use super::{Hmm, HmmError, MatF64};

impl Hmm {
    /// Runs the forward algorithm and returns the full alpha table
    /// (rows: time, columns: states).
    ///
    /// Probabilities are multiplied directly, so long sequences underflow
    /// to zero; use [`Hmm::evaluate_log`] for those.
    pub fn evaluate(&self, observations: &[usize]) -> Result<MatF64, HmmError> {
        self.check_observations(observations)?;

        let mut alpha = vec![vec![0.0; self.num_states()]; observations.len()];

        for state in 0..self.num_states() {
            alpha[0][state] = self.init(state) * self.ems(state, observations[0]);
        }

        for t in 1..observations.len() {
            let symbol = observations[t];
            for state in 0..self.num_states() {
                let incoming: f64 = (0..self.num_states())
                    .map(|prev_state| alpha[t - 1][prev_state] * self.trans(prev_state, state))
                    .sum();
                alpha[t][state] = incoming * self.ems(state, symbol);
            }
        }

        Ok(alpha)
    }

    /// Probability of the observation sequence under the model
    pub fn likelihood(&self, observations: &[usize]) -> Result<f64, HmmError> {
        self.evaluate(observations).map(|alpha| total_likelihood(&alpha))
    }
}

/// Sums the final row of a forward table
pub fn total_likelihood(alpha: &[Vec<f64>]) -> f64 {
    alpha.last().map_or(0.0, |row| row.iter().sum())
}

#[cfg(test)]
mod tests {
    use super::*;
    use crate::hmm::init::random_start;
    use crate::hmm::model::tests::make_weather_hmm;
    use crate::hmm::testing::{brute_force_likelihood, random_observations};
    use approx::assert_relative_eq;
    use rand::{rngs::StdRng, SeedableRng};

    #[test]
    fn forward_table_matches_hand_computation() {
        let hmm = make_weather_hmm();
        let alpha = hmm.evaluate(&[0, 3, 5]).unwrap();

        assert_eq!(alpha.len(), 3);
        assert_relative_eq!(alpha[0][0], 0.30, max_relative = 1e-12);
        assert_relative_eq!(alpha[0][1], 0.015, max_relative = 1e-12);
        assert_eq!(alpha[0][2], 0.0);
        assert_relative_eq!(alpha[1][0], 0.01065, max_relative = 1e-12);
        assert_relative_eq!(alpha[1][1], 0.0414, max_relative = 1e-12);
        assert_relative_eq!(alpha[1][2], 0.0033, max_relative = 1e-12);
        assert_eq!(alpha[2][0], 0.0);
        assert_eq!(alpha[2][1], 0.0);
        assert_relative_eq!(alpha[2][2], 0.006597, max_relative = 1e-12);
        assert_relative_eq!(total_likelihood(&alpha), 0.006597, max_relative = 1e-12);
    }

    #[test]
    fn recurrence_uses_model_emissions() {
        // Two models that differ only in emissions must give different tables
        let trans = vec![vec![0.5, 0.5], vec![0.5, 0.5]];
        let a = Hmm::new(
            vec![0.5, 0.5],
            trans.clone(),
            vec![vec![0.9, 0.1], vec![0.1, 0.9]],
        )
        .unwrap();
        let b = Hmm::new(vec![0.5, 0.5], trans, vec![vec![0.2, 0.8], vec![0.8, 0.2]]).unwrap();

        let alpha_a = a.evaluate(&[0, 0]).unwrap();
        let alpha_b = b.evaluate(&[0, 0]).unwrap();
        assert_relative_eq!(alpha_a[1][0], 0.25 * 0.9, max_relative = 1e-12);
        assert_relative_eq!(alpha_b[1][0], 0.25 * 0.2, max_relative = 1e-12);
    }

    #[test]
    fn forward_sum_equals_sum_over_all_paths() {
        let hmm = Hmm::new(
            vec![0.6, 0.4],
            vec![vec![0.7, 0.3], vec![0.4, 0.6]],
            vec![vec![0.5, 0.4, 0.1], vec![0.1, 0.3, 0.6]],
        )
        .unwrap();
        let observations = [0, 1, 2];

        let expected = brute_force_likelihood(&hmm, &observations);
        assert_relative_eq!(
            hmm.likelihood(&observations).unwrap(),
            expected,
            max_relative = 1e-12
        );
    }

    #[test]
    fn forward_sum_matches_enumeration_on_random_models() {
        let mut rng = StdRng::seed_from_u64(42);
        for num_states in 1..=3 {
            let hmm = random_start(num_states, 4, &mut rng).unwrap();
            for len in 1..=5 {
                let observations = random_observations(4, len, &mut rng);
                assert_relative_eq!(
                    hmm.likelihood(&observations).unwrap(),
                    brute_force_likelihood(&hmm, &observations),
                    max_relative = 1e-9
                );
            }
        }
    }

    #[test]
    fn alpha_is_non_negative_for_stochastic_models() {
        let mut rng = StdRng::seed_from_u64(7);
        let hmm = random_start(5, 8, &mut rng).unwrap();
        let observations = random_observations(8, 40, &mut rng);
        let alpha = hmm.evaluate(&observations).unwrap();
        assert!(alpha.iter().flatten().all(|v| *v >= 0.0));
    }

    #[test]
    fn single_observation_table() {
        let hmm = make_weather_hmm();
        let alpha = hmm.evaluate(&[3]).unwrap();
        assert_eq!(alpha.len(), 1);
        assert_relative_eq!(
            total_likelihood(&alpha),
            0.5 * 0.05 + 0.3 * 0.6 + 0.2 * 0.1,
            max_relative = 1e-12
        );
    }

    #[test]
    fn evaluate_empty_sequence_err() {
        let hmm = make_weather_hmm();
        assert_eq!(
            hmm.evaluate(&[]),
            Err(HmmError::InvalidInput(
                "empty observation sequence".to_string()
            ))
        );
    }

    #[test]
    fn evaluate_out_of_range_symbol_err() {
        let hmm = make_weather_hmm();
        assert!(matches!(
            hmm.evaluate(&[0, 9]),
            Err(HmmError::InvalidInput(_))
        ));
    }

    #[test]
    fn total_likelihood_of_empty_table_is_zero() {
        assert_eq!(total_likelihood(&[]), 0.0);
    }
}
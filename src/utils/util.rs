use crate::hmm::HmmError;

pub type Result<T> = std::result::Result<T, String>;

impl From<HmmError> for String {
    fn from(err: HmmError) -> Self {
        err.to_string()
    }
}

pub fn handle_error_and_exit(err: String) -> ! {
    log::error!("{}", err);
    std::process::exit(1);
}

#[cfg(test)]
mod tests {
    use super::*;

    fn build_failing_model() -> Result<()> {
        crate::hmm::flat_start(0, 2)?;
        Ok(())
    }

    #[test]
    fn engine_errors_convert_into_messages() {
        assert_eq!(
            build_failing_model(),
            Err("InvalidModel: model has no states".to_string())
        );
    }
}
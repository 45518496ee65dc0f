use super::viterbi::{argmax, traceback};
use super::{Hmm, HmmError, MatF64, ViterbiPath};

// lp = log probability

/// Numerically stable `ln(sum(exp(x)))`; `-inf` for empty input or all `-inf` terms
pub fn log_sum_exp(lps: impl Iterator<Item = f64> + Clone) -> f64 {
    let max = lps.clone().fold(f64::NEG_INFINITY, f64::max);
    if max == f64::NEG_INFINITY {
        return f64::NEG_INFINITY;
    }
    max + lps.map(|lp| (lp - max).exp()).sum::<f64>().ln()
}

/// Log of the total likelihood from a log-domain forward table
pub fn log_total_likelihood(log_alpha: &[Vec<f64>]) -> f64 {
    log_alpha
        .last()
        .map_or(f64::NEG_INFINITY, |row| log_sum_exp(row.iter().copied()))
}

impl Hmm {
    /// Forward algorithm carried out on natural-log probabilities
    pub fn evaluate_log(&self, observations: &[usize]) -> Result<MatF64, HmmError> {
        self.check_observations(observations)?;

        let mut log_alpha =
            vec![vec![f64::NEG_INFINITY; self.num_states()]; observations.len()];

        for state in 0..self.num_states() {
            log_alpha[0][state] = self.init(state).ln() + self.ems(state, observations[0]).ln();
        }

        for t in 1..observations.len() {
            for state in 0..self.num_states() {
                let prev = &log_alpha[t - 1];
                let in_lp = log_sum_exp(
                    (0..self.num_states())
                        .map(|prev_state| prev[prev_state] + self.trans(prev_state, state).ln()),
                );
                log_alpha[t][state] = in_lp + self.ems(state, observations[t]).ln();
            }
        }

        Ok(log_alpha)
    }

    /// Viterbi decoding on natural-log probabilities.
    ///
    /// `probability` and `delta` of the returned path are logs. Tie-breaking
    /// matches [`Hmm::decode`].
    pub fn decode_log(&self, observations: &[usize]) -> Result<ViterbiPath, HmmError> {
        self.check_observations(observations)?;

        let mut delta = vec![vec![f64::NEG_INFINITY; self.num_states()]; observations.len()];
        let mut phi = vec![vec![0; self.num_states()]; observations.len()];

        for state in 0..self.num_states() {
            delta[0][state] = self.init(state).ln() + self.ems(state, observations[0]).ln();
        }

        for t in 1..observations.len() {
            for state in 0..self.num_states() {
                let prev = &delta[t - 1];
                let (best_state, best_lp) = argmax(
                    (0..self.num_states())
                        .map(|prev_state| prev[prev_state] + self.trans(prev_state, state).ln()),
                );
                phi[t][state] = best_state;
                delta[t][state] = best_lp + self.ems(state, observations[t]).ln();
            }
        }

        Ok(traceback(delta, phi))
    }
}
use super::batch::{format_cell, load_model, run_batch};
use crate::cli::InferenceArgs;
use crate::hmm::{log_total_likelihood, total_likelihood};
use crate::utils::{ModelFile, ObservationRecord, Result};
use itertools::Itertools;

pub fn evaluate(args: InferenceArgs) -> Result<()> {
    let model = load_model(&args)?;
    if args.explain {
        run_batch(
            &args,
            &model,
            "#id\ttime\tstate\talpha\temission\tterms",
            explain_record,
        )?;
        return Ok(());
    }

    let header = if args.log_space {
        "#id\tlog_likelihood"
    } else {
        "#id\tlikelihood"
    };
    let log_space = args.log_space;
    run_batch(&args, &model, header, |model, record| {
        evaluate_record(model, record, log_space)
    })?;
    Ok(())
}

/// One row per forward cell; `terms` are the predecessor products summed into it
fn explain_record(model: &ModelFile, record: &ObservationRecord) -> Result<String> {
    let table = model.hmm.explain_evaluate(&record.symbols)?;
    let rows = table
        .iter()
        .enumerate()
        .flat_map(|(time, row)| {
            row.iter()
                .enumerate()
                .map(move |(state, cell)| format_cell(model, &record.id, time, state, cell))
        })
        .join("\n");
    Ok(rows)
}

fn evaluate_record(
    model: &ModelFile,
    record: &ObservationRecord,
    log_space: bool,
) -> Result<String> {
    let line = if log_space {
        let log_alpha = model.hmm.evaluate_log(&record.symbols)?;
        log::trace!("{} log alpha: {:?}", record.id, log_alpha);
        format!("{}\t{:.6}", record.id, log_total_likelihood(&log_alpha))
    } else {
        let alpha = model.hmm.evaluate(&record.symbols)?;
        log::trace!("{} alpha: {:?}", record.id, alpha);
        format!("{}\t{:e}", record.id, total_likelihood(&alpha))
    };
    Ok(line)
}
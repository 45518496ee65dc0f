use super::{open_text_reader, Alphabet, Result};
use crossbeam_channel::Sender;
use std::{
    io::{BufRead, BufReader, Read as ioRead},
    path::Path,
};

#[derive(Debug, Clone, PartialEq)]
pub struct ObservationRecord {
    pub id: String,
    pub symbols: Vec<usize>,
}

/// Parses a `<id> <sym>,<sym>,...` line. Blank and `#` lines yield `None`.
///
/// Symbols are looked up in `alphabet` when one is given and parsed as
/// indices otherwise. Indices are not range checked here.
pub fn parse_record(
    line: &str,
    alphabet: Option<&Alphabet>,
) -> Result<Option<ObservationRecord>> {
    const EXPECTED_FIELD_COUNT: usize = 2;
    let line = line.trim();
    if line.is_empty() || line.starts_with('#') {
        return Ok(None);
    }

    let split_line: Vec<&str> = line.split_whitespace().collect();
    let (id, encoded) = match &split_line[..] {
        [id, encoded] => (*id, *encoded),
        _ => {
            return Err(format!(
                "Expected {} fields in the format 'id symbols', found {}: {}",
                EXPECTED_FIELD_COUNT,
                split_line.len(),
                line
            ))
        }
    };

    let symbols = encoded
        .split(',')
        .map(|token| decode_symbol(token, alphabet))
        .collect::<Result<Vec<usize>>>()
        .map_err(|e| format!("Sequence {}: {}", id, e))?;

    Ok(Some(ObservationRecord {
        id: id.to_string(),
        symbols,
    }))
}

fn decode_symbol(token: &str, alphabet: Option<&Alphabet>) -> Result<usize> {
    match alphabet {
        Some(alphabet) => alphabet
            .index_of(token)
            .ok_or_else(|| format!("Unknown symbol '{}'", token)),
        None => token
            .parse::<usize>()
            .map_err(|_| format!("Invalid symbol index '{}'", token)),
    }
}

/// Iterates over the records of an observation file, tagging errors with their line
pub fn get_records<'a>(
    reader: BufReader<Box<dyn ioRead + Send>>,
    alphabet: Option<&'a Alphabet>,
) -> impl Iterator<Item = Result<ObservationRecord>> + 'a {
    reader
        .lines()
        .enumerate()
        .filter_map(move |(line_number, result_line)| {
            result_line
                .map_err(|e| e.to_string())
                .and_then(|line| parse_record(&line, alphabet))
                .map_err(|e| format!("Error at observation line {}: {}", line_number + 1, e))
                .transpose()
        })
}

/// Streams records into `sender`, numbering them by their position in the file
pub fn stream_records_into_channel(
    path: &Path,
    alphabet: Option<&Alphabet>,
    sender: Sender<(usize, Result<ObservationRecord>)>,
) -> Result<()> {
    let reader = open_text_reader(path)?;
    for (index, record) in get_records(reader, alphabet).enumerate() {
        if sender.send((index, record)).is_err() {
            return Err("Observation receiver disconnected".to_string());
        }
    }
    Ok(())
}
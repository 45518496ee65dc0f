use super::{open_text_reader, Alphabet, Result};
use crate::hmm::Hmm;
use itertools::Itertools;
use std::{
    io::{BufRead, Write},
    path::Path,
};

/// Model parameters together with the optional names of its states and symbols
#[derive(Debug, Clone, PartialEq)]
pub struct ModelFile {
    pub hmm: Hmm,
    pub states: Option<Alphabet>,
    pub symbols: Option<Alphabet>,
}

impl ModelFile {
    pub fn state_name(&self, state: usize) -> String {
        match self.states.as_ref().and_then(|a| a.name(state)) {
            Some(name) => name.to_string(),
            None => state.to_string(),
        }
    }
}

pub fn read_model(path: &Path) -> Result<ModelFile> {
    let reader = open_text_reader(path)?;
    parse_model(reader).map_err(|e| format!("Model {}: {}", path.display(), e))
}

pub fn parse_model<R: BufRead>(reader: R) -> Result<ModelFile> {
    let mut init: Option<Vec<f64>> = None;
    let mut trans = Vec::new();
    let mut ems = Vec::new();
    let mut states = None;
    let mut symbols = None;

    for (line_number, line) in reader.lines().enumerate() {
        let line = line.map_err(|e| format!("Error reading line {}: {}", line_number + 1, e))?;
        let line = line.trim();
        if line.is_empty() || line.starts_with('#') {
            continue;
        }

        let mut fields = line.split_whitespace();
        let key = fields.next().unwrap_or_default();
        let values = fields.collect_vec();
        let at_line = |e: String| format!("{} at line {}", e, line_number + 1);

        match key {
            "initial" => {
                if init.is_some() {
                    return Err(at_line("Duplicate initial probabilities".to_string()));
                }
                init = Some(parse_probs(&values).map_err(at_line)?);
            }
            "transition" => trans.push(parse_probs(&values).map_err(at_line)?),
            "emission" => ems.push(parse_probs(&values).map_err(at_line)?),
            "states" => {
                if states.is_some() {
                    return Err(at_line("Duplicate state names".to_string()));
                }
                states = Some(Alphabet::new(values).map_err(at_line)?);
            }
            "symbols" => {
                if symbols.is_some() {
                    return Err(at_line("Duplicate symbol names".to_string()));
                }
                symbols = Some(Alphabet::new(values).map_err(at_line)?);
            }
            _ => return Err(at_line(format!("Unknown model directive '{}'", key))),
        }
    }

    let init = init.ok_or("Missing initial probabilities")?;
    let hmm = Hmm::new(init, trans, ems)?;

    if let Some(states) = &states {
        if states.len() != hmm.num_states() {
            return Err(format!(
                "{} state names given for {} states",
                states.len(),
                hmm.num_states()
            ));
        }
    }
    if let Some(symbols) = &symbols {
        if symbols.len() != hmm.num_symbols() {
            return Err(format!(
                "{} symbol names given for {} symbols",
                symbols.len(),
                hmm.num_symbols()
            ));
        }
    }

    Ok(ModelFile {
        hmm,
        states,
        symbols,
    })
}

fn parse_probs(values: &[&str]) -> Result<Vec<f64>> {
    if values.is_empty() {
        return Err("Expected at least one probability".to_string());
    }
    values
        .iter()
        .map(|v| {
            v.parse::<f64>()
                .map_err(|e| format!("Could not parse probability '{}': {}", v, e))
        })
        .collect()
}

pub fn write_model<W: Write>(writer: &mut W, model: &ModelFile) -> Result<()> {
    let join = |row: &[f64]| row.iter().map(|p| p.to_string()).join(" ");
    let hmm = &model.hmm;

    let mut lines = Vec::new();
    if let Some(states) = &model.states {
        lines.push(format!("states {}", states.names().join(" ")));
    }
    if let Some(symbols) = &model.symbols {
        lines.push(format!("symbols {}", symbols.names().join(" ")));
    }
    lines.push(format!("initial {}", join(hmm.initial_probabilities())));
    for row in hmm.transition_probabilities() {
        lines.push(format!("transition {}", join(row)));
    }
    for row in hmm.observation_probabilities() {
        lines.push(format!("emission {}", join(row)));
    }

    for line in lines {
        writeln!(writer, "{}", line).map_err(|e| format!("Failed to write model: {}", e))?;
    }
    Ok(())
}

━━━━

◆ WHAT NEEDS TO BE DONE ◆
Pull out all lines containing the word "Iterator" from the entries above.

◆ EXERCISE RESPONSE ◆
pub fn log_sum_exp(lps: impl Iterator<Item = f64> + Clone) -> f64 {
) -> impl Iterator<Item = Result<ObservationRecord>> + 'a {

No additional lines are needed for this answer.